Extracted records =
__________

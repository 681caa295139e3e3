//! The reward ledger: one owned instance holding all accounts.
//!
//! Locking: the registry sits behind an `RwLock` whose entries are per-account
//! mutexes. Registration takes the write lock; every other operation holds
//! the read lock only long enough to clone the account handle, then works
//! under that single account's mutex. Operations on different accounts never
//! wait on each other; operations on one account are serialized.

use std::sync::{Arc, Mutex, MutexGuard, RwLock, RwLockReadGuard, RwLockWriteGuard};

use reclaim_access::{is_privileged, AccessGate, AdminRegistry};
use reclaim_credit::CreditLedger;
use reclaim_types::{AccountId, CreditAmount, LedgerParams};
use tracing::info;

use crate::error::{LedgerError, SnapshotError};
use crate::leaderboard;
use crate::profile::{AccountRecord, Profile, Submission};
use crate::redemption::{Redemption, RedemptionEngine};
use crate::registry::{AccountHandle, AccountRegistry};
use crate::snapshot::LedgerSnapshot;
use crate::submission::SubmissionLedger;

pub struct RewardLedger {
    registry: RwLock<AccountRegistry>,
    access: AdminRegistry,
    credit: Arc<dyn CreditLedger>,
    submissions: SubmissionLedger,
    redemption: RedemptionEngine,
}

impl RewardLedger {
    pub fn new(
        params: LedgerParams,
        access: AdminRegistry,
        credit: Arc<dyn CreditLedger>,
    ) -> Result<Self, LedgerError> {
        Ok(Self {
            registry: RwLock::new(AccountRegistry::new()),
            access,
            credit,
            submissions: SubmissionLedger,
            redemption: RedemptionEngine::new(params)?,
        })
    }

    /// Rebuild a ledger from a snapshot after checking its integrity.
    pub fn restore(
        snapshot: LedgerSnapshot,
        params: LedgerParams,
        credit: Arc<dyn CreditLedger>,
    ) -> Result<Self, SnapshotError> {
        snapshot.validate()?;
        let access = AdminRegistry::with_admins(snapshot.owner, snapshot.admins);
        let ledger = Self::new(params, access, credit)?;
        {
            let mut registry = ledger.registry_mut()?;
            for record in snapshot.accounts {
                registry.insert_record(record)?;
            }
        }
        info!(accounts = ledger.account_count()?, "ledger restored from snapshot");
        Ok(ledger)
    }

    pub fn params(&self) -> &LedgerParams {
        self.redemption.params()
    }

    // ── Registry ────────────────────────────────────────────────────────

    pub fn register(
        &self,
        identity: &AccountId,
        display_name: impl Into<String>,
    ) -> Result<(), LedgerError> {
        self.registry_mut()?
            .register(identity.clone(), display_name)?;
        info!(account = %identity, "account registered");
        Ok(())
    }

    pub fn is_registered(&self, identity: &AccountId) -> Result<bool, LedgerError> {
        Ok(self.registry()?.is_registered(identity))
    }

    pub fn account_count(&self) -> Result<usize, LedgerError> {
        Ok(self.registry()?.len())
    }

    pub fn profile(&self, identity: &AccountId) -> Result<Profile, LedgerError> {
        let handle = self.account(identity)?;
        let record = lock(&handle)?;
        Ok(record.profile.clone())
    }

    // ── Submissions ─────────────────────────────────────────────────────

    /// Ordered, unfiltered submission list of `identity`.
    pub fn submissions(&self, identity: &AccountId) -> Result<Vec<Submission>, LedgerError> {
        let handle = self.account(identity)?;
        let record = lock(&handle)?;
        Ok(record.submissions.clone())
    }

    /// Record a new pending submission for the caller. Returns its index.
    pub fn submit(&self, identity: &AccountId, quantity: u64) -> Result<usize, LedgerError> {
        let handle = self.account(identity)?;
        let mut record = lock(&handle)?;
        self.submissions.submit(&mut record, quantity)
    }

    /// Verify submission `index` of `identity`. Requires owner or admin.
    pub fn verify(
        &self,
        caller: &AccountId,
        identity: &AccountId,
        index: usize,
    ) -> Result<(), LedgerError> {
        if !is_privileged(&self.access, caller) {
            return Err(LedgerError::Unauthorized(caller.to_string()));
        }
        let handle = self.account(identity)?;
        let mut record = lock(&handle)?;
        let quantity = self.submissions.verify(&mut record, index)?;
        info!(verifier = %caller, account = %identity, index, quantity, "submission verified");
        Ok(())
    }

    // ── Redemption ──────────────────────────────────────────────────────

    /// Verified quantity of `identity` not yet converted to credit.
    pub fn redeemable(&self, identity: &AccountId) -> Result<u64, LedgerError> {
        Ok(self.profile(identity)?.redeemable())
    }

    /// Convert the caller's verified quantity into credit.
    ///
    /// The account stays locked across the external transfer so no other
    /// operation on it can observe the intermediate counters.
    pub fn redeem(&self, identity: &AccountId) -> Result<Redemption, LedgerError> {
        let handle = self.account(identity)?;
        let mut record = lock(&handle)?;
        self.redemption.redeem(&mut record, self.credit.as_ref())
    }

    /// Balance of `account` on the external credit ledger.
    pub fn credit_balance_of(&self, account: &AccountId) -> CreditAmount {
        self.credit.balance_of(account)
    }

    // ── Leaderboard ─────────────────────────────────────────────────────

    /// Top `n` accounts by verified quantity.
    pub fn top_n(&self, n: usize) -> Result<Vec<Profile>, LedgerError> {
        let profiles = self
            .records()?
            .into_iter()
            .map(|record| record.profile)
            .collect();
        leaderboard::top_n(profiles, n)
    }

    // ── Access ──────────────────────────────────────────────────────────

    pub fn owner(&self) -> &AccountId {
        self.access.owner()
    }

    pub fn is_owner(&self, caller: &AccountId) -> bool {
        self.access.is_owner(caller)
    }

    pub fn is_admin(&self, caller: &AccountId) -> bool {
        self.access.is_admin(caller)
    }

    pub fn admins(&self) -> Result<Vec<AccountId>, LedgerError> {
        Ok(self.access.admins()?)
    }

    pub fn add_admin(&self, caller: &AccountId, target: &AccountId) -> Result<(), LedgerError> {
        Ok(self.access.add_admin(caller, target)?)
    }

    pub fn remove_admin(&self, caller: &AccountId, target: &AccountId) -> Result<(), LedgerError> {
        Ok(self.access.remove_admin(caller, target)?)
    }

    // ── Snapshots ───────────────────────────────────────────────────────

    /// Capture all accounts and the admin set.
    pub fn snapshot(&self) -> Result<LedgerSnapshot, LedgerError> {
        let accounts = self.records()?;
        Ok(LedgerSnapshot::create(
            self.access.owner().clone(),
            self.admins()?,
            accounts,
        ))
    }

    /// Copy every record in registration order.
    ///
    /// Holding the registry read lock blocks registration for the duration;
    /// each record is copied under its own lock. Every mutation touches a
    /// single account, so the copy matches some serial order of operations.
    fn records(&self) -> Result<Vec<AccountRecord>, LedgerError> {
        let registry = self.registry()?;
        registry
            .iter()
            .map(|handle| lock(handle).map(|record| record.clone()))
            .collect()
    }

    fn registry(&self) -> Result<RwLockReadGuard<'_, AccountRegistry>, LedgerError> {
        self.registry.read().map_err(|_| LedgerError::Poisoned)
    }

    fn registry_mut(&self) -> Result<RwLockWriteGuard<'_, AccountRegistry>, LedgerError> {
        self.registry.write().map_err(|_| LedgerError::Poisoned)
    }

    fn account(&self, identity: &AccountId) -> Result<AccountHandle, LedgerError> {
        self.registry()?.get(identity)
    }
}

fn lock(handle: &Mutex<AccountRecord>) -> Result<MutexGuard<'_, AccountRecord>, LedgerError> {
    handle.lock().map_err(|_| LedgerError::Poisoned)
}
//! Reclaim daemon: serves the reward ledger over HTTP.

mod config;
mod persistence;

use std::net::IpAddr;
use std::path::PathBuf;
use std::sync::Arc;

use clap::Parser;
use config::DaemonConfig;
use reclaim_credit::{CreditLedger, InMemoryCreditLedger};
use reclaim_rpc::{RpcMetrics, RpcServer};
use reclaim_utils::{init_logging, LogFormat};

#[derive(Parser, Debug)]
#[command(name = "reclaim-daemon", about = "Recycling reward ledger daemon")]
struct Cli {
    /// Path to a TOML configuration file. If provided, file settings
    /// are used as the base; CLI flags and env vars override them.
    #[arg(long, env = "RECLAIM_CONFIG")]
    config: Option<PathBuf>,

    /// Address the RPC server binds to.
    #[arg(long, env = "RECLAIM_BIND_ADDRESS")]
    bind_address: Option<IpAddr>,

    /// RPC server port.
    #[arg(long, env = "RECLAIM_RPC_PORT")]
    rpc_port: Option<u16>,

    /// Owner identity.
    #[arg(long, env = "RECLAIM_OWNER")]
    owner: Option<String>,

    /// Initial admins (comma-separated).
    #[arg(long, env = "RECLAIM_ADMINS", value_delimiter = ',')]
    admins: Vec<String>,

    /// Verified quantity units per credit unit.
    #[arg(long, env = "RECLAIM_EXCHANGE_RATE")]
    exchange_rate: Option<u64>,

    /// Decimal places of the external credit token.
    #[arg(long, env = "RECLAIM_CREDIT_DECIMALS")]
    credit_decimals: Option<u32>,

    /// Whole credit units available for redemptions.
    #[arg(long, env = "RECLAIM_TREASURY_RESERVE")]
    treasury_reserve: Option<u64>,

    /// Snapshot file, loaded at start and written on shutdown.
    #[arg(long, env = "RECLAIM_SNAPSHOT_PATH")]
    snapshot_path: Option<PathBuf>,

    /// Log format: "human" or "json".
    #[arg(long, env = "RECLAIM_LOG_FORMAT")]
    log_format: Option<LogFormat>,

    /// Log level: "trace", "debug", "info", "warn", "error".
    #[arg(long, env = "RECLAIM_LOG_LEVEL")]
    log_level: Option<String>,
}

impl Cli {
    /// Overlay flags and env vars on top of `base`.
    fn apply(self, base: DaemonConfig) -> DaemonConfig {
        DaemonConfig {
            bind_address: self.bind_address.unwrap_or(base.bind_address),
            rpc_port: self.rpc_port.unwrap_or(base.rpc_port),
            owner: self.owner.unwrap_or(base.owner),
            admins: if self.admins.is_empty() {
                base.admins
            } else {
                self.admins
            },
            exchange_rate: self.exchange_rate.unwrap_or(base.exchange_rate),
            credit_decimals: self.credit_decimals.unwrap_or(base.credit_decimals),
            treasury_reserve: self.treasury_reserve.unwrap_or(base.treasury_reserve),
            snapshot_path: self.snapshot_path.or(base.snapshot_path),
            log_format: self.log_format.unwrap_or(base.log_format),
            log_level: self.log_level.unwrap_or(base.log_level),
        }
    }
}

#[tokio::main]
async fn main() -> anyhow::Result<()> {
    let mut cli = Cli::parse();

    let base = match cli.config.take() {
        Some(path) => DaemonConfig::from_toml_file(&path)?,
        None => DaemonConfig::default(),
    };
    let config = cli.apply(base);
    config.validate()?;

    init_logging(config.log_format, &config.log_level);

    let params = config.params()?;
    let credit: Arc<dyn CreditLedger> = Arc::new(InMemoryCreditLedger::new(config.treasury()?));
    let ledger = Arc::new(persistence::open_ledger(
        config.snapshot_path.as_deref(),
        params,
        config.owner(),
        config.admins(),
        credit,
    )?);
    let metrics = Arc::new(RpcMetrics::new()?);

    tracing::info!(
        addr = %config.rpc_addr(),
        owner = %ledger.owner(),
        exchange_rate = params.exchange_rate,
        credit_decimals = params.credit_decimals,
        accounts = ledger.account_count()?,
        "starting reclaim daemon"
    );

    let server = RpcServer::new(config.rpc_addr(), Arc::clone(&ledger), metrics);
    server
        .serve(async {
            if let Err(e) = tokio::signal::ctrl_c().await {
                tracing::error!(error = %e, "failed to listen for shutdown signal");
            }
        })
        .await?;

    tracing::info!("shutdown signal received, stopping daemon");
    if let Some(path) = &config.snapshot_path {
        persistence::save_snapshot(&ledger, path)?;
    }
    tracing::info!("reclaim daemon exited cleanly");
    Ok(())
}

__________

What to do = Extract exactly the leading lines of the data, stopping at and including the line with "account are serialized.".

Written answer =
repository 681caa295139e3e3
//! The reward ledger: one owned instance holding all accounts.
//!
//! Locking: the registry sits behind an `RwLock` whose entries are per-account
//! mutexes. Registration takes the write lock; every other operation holds
//! the read lock only long enough to clone the account handle, then works
//! under that single account's mutex. Operations on different accounts never
//! wait on each other; operations on one account are serialized.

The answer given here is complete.